--- EXERCISE INPUT Enclosed Below ---
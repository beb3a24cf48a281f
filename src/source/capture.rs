use std::path::Path;
use std::time::Duration;

use log::info;
use pcap::{Active, Capture, Device, Offline, Precision};

use super::error::{Error, Result};

const SNAPLEN: i32 = 65535;
const POLL_TIMEOUT_MS: i32 = 1000;

// Sub-second timestamp resolution of a capture handle, fixed at open for
// the lifetime of the capture.
#[derive(Debug, Clone, Copy, PartialEq, Eq)]
pub enum Resolution {
    Micro,
    Nano,
}

#[derive(Debug, Clone, PartialEq, Eq)]
pub struct Frame {
    pub ts_sec: u64,
    // Nanoseconds or microseconds depending on the reader resolution.
    pub ts_sub: u64,
    pub caplen: usize,
    pub wire_len: usize,
    pub data: Vec<u8>,
}

impl Frame {
    pub fn timestamp(&self, resolution: Resolution) -> Duration {
        let nanos = match resolution {
            Resolution::Nano => self.ts_sub,
            Resolution::Micro => self.ts_sub * 1000,
        };
        Duration::new(self.ts_sec, nanos as u32)
    }
}

#[derive(Debug, PartialEq, Eq)]
pub enum Next {
    Frame(Frame),
    TimedOut,
    End,
}

enum Handle {
    Live(Capture<Active>),
    Offline(Capture<Offline>),
}

// Wraps a libpcap handle over a live interface, a trace file or stdin.
// After end of stream or a read error the handle is closed and `next`
// keeps returning `Next::End`.
pub struct Reader {
    handle: Option<Handle>,
    resolution: Resolution,
    live: bool,
}

impl Reader {
    pub fn open(input: &str) -> Result<Reader> {
        if let Some(device) = Device::list()
            .unwrap_or_default()
            .into_iter()
            .find(|d| d.name == input)
        {
            let capture = Capture::from_device(device)
                .and_then(|c| c.promisc(true).snaplen(SNAPLEN).timeout(POLL_TIMEOUT_MS).open())
                .map_err(|e| Error::CaptureOpen(input.to_owned(), e.to_string()))?;
            info!("listening on interface {}", input);
            return Ok(Reader {
                handle: Some(Handle::Live(capture)),
                resolution: Resolution::Micro,
                live: true,
            });
        }

        let capture = if input == "-" {
            Self::open_stdin()?
        } else {
            if !Path::new(input).exists() {
                return Err(Error::NoSuchFile(input.to_owned()));
            }
            Capture::from_file_with_precision(input, Precision::Nano)
                .map_err(|e| Error::CaptureOpen(input.to_owned(), e.to_string()))?
        };
        info!("reading trace from {}", input);
        Ok(Reader {
            handle: Some(Handle::Offline(capture)),
            resolution: Resolution::Nano,
            live: false,
        })
    }

    #[cfg(unix)]
    fn open_stdin() -> Result<Capture<Offline>> {
        unsafe { Capture::from_raw_fd_with_precision(0, Precision::Nano) }
            .map_err(|e| Error::CaptureOpen("-".to_owned(), e.to_string()))
    }

    #[cfg(not(unix))]
    fn open_stdin() -> Result<Capture<Offline>> {
        Err(Error::StdinUnsupported)
    }

    pub fn is_live(&self) -> bool {
        self.live
    }

    pub fn resolution(&self) -> Resolution {
        self.resolution
    }

    pub fn next(&mut self) -> Result<Next> {
        let handle = match self.handle.as_mut() {
            Some(handle) => handle,
            None => return Ok(Next::End),
        };
        let packet = match handle {
            Handle::Live(capture) => capture.next_packet(),
            Handle::Offline(capture) => capture.next_packet(),
        };
        match packet {
            Ok(packet) => {
                let header = *packet.header;
                Ok(Next::Frame(Frame {
                    ts_sec: header.ts.tv_sec as u64,
                    ts_sub: header.ts.tv_usec as u64,
                    caplen: header.caplen as usize,
                    wire_len: header.len as usize,
                    data: packet.data.to_vec(),
                }))
            }
            Err(pcap::Error::TimeoutExpired) => Ok(Next::TimedOut),
            Err(pcap::Error::NoMorePackets) => {
                self.handle = None;
                Ok(Next::End)
            }
            Err(e) => {
                self.handle = None;
                Err(Error::CaptureRead(e.to_string()))
            }
        }
    }
}

#[cfg(test)]
mod tests {
    use super::*;

    #[test]
    fn missing_file_is_fatal() {
        match Reader::open("/nonexistent/trace.pcap") {
            Err(Error::NoSuchFile(path)) => assert_eq!(path, "/nonexistent/trace.pcap"),
            other => panic!("unexpected open result: {:?}", other.map(|_| ())),
        }
    }

    #[test]
    fn frame_timestamp_resolution() {
        let frame = Frame {
            ts_sec: 10,
            ts_sub: 500,
            caplen: 0,
            wire_len: 0,
            data: vec![],
        };
        assert_eq!(
            frame.timestamp(Resolution::Nano),
            Duration::new(10, 500)
        );
        assert_eq!(
            frame.timestamp(Resolution::Micro),
            Duration::new(10, 500_000)
        );
    }
}
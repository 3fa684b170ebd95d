//! Base AMM deployment: wrapped native asset and AMM factory

use amm_factory::{AmmFactory, AmmFactoryClient};
use soroban_sdk::{token, Address};

use crate::context::NetworkContext;
use crate::error::{settle, FixtureError};

/// Wrapped native asset of a deployment
#[derive(Clone, Debug)]
pub struct WrappedNative {
    pub address: Address,
    pub admin: Address,
}

impl WrappedNative {
    pub fn client<'a>(&self, ctx: &NetworkContext) -> token::Client<'a> {
        token::Client::new(ctx.env(), &self.address)
    }

    pub fn admin_client<'a>(&self, ctx: &NetworkContext) -> token::StellarAssetClient<'a> {
        token::StellarAssetClient::new(ctx.env(), &self.address)
    }
}

/// Initialized AMM deployment
pub struct AmmSuite<'a> {
    pub factory: AmmFactoryClient<'a>,
    pub wrapped_native: WrappedNative,
}

/// Deploy a new wrapped native asset administered by `signer`
pub fn deploy_wrapped_native(ctx: &NetworkContext, signer: &Address) -> WrappedNative {
    let contract = ctx.env().register_stellar_asset_contract_v2(signer.clone());
    tracing::debug!(wrapped_native = ?contract.address(), "deployed wrapped native asset");

    WrappedNative {
        address: contract.address(),
        admin: signer.clone(),
    }
}

/// Deploy and initialize the AMM factory around an existing wrapped native asset
pub fn deploy_amm_contracts<'a>(
    ctx: &NetworkContext,
    signer: &Address,
    wrapped_native: WrappedNative,
) -> Result<AmmSuite<'a>, FixtureError> {
    let env = ctx.env();
    let factory_id = env.register_contract(None, AmmFactory);
    let factory = AmmFactoryClient::new(env, &factory_id);

    settle(factory.try_initialize(signer, &wrapped_native.address, &ctx.native_code_hash()))?;

    Ok(AmmSuite {
        factory,
        wrapped_native,
    })
}

/// Stand up a fresh AMM and return its factory address
pub fn deploy_amm_factory(ctx: &NetworkContext, signer: &Address) -> Result<Address, FixtureError> {
    let wrapped_native = deploy_wrapped_native(ctx, signer);
    let suite = deploy_amm_contracts(ctx, signer, wrapped_native)?;
    let address = suite.factory.address.clone();

    tracing::info!(amm_factory = ?address, "deployed AMM factory");

    Ok(address)
}
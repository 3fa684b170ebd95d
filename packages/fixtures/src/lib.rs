//! # Unipilot fixtures
//!
//! Deployment harness for Unipilot vaults on a sandbox ledger.
//!
//! Dependencies are stood up leaves first:
//! 1. wrapped native asset and AMM factory ([`amm`])
//! 2. vault factory wired to the AMM ([`factory`])
//! 3. vault creation, with the vault address recovered from the
//!    factory's `VaultCreated` event ([`vault`], [`receipt`])
//!
//! [`unipilot_vault_fixture`] runs all three against a [`NetworkContext`].
//!
//! ```ignore
//! let ctx = NetworkContext::sandbox(2);
//! let fixture = unipilot_vault_fixture(&ctx)?;
//! let vault = fixture.create_vault(&params)?;
//! ```

pub mod amm;
pub mod context;
pub mod error;
pub mod factory;
pub mod fixture;
pub mod receipt;
pub mod vault;

pub use amm::{deploy_amm_contracts, deploy_amm_factory, deploy_wrapped_native, AmmSuite, WrappedNative};
pub use context::NetworkContext;
pub use error::{CreationEventNotFound, FixtureError};
pub use factory::{unipilot_factory_fixture, UnipilotFactoryFixture};
pub use fixture::{unipilot_vault_fixture, unipilot_vault_fixture_with, FixtureConfig, UnipilotVaultFixture};
pub use receipt::{extract_created_address, CreationReceipt, ReceiptEvent};
pub use unipilot_math::{encode_price_sqrt, SQRT_PRICE_1_1};
pub use vault::{VaultArtifact, VaultCreationParameters, VaultCreator};
//! Error types for deployment fixtures

use amm_factory::AmmFactoryError;
use soroban_sdk::InvokeError;
use thiserror::Error;
use unipilot_factory::UnipilotFactoryError;
use unipilot_vault::UnipilotVaultError;

/// Failure of a deployment or creation step
#[derive(Debug, Error)]
pub enum FixtureError {
    #[error("signer #{index} requested, network context holds {available}")]
    MissingSigner { index: usize, available: usize },

    #[error("AMM factory rejected the call: {0:?}")]
    AmmFactory(AmmFactoryError),

    #[error("vault factory rejected the call: {0:?}")]
    VaultFactory(UnipilotFactoryError),

    #[error("vault rejected the call: {0:?}")]
    Vault(UnipilotVaultError),

    /// The host aborted the invocation, or a contract failed with a code
    /// the caller's interface does not declare
    #[error("invocation aborted: {0:?}")]
    Invoke(InvokeError),

    #[error("contract returned a value of an unexpected type")]
    Conversion,

    #[error(transparent)]
    CreationEvent(#[from] CreationEventNotFound),
}

/// The creation receipt does not name the created contract
#[derive(Debug, Clone, PartialEq, Eq, Error)]
pub enum CreationEventNotFound {
    #[error("no `{event}` event emitted by the expected contract")]
    NoMatchingEvent { event: String },

    #[error("`{event}` event carries no `{field}` field")]
    MissingField { event: String, field: String },

    #[error("`{field}` field of `{event}` is not an address")]
    InvalidField { event: String, field: String },
}

impl From<AmmFactoryError> for FixtureError {
    fn from(err: AmmFactoryError) -> Self {
        Self::AmmFactory(err)
    }
}

impl From<UnipilotFactoryError> for FixtureError {
    fn from(err: UnipilotFactoryError) -> Self {
        Self::VaultFactory(err)
    }
}

impl From<UnipilotVaultError> for FixtureError {
    fn from(err: UnipilotVaultError) -> Self {
        Self::Vault(err)
    }
}

impl From<InvokeError> for FixtureError {
    fn from(err: InvokeError) -> Self {
        Self::Invoke(err)
    }
}

impl From<soroban_sdk::Error> for FixtureError {
    fn from(err: soroban_sdk::Error) -> Self {
        Self::Invoke(InvokeError::from(err))
    }
}

/// Flatten the nested result of a generated `try_` client call
pub(crate) fn settle<T, C, E>(
    result: Result<Result<T, C>, Result<E, InvokeError>>,
) -> Result<T, FixtureError>
where
    FixtureError: From<E>,
{
    match result {
        Ok(Ok(value)) => Ok(value),
        Ok(Err(_)) => Err(FixtureError::Conversion),
        Err(Ok(err)) => Err(err.into()),
        Err(Err(invoke)) => Err(FixtureError::Invoke(invoke)),
    }
}
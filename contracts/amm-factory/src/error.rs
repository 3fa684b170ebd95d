// AMM factory error module

use soroban_sdk::contracterror;

#[contracterror]
#[derive(Copy, Clone, Debug, Eq, PartialEq, PartialOrd, Ord)]
#[repr(u32)]
pub enum AmmFactoryError {
    // Initialization errors
    AlreadyInitialized = 1,
    NotInitialized = 2,

    // Pool creation errors
    PoolAlreadyExists = 10,
    InvalidTokenPair = 11,
    InvalidFeeTier = 12,
    InvalidTickSpacing = 13,
    InvalidInitialPrice = 14,

    // Registry errors
    PoolNotFound = 20,
}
--- End of Enclosed EXERCISE INPUT ---
Reproduce each line of the records in which the string "const" appears.

const SNAPLEN: i32 = 65535;
const POLL_TIMEOUT_MS: i32 = 1000;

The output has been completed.